A little over a month after a three-judge panel upheld the FCC’s Net Neutrality rules in Washington, DC Appeals Court, telecommunications industry groups including CTIA, USTelecom and cable association NCTA have filed challenges to the decision.
In a petition submitted to the court Friday, CTIA lobbied for a hearing en banc, which would bring the matter before the full nine-member court of appeals. CTIA argued an en banc review of the case is “critical” because “the FCC has claimed, for the first time, the authority to regulate comprehensively one of the most important communication systems in human history.”
“Few final rules of any federal administrative agency have ever had so much potential to affect the lives of so many Americans,” CTIA wrote in the filing.
As before, CTIA argued the FCC “unlawfully reclassified mobile broadband based on a radical and untenable reimagination of ‘interconnected’ service,” and said the reasoning of the three-judge panel who upheld the rules was flawed.
“There is no way to square the panel majority’s conclusion that mobile broadband service is inseparable from VoIP with its conclusion, earlier in the Opinion, that ‘consumers perceive broadband service … as a standalone offering,’” CTIA said in the filing.

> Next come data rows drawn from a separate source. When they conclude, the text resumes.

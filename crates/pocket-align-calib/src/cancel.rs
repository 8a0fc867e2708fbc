use std::sync::atomic::{AtomicBool, Ordering};
use std::sync::Arc;

/// Cooperative stop flag shared between a caller and a running batch.
///
/// The batch polls it once per feeder; the feeder in flight always finishes.
#[derive(Clone, Debug, Default)]
pub struct CancelToken(Arc<AtomicBool>);

impl CancelToken {
    pub fn new() -> Self {
        Self::default()
    }

    pub fn set(&self) {
        self.0.store(true, Ordering::Release);
    }

    pub fn is_set(&self) -> bool {
        self.0.load(Ordering::Acquire)
    }
}

#[cfg(test)]
mod tests {
    use super::*;

    #[test]
    fn clones_share_the_flag() {
        let token = CancelToken::new();
        let remote = token.clone();
        assert!(!token.is_set());
        remote.set();
        assert!(token.is_set());
    }
}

“The majority also ignored that, since the new definition of ‘the public switched network’ encompasses all IP-enabled devices (not just mobile ones), there is a staggering number of Internet endpoints (e.g., billions of servers) that mobile voice users cannot ever reach, even with VoIP,” CTIA continued. “The panel majority should have held that this ‘obviously untenable’ outcome rendered the agency’s interpretation invalid. Instead, the panel majority let the FCC punt.”
In their own joint petition, the NCTA and American Cable Association put forth similar arguments.
The NCTA on Friday said it didn’t celebrate filing the petition, but felt it “necessary to correct unlawful action by the FCC.”
“We aren’t challenging the specific net neutrality protections – as we’ve explained repeatedly, we have long supported the net neutrality principles embodied in the FCC’s 2010 order that could be enforceable under the Commission’s traditional light touch approach to internet regulation,” the NCTA wrote. “(But) because the (2015) FCC Order was such a monumental departure from the FCC’s successful tenure of overseeing broadband internet networks that have seen tremendous investment, expansion and innovation, we seek rehearing of these critical issues.”
The FCC, however, appeared to be undaunted by these challenges.
“It comes as no surprise that the big dogs have challenged the three-judge panel’s decision,” FCC Chairman Tom Wheeler said in a statement. “We are confident that the full court will agree with the panel’s affirmation of the FCC’s clear authority to enact its strong Open Internet rules, the reasoned decision-making upon which they are based, and the adequacy of the record from which they were developed.”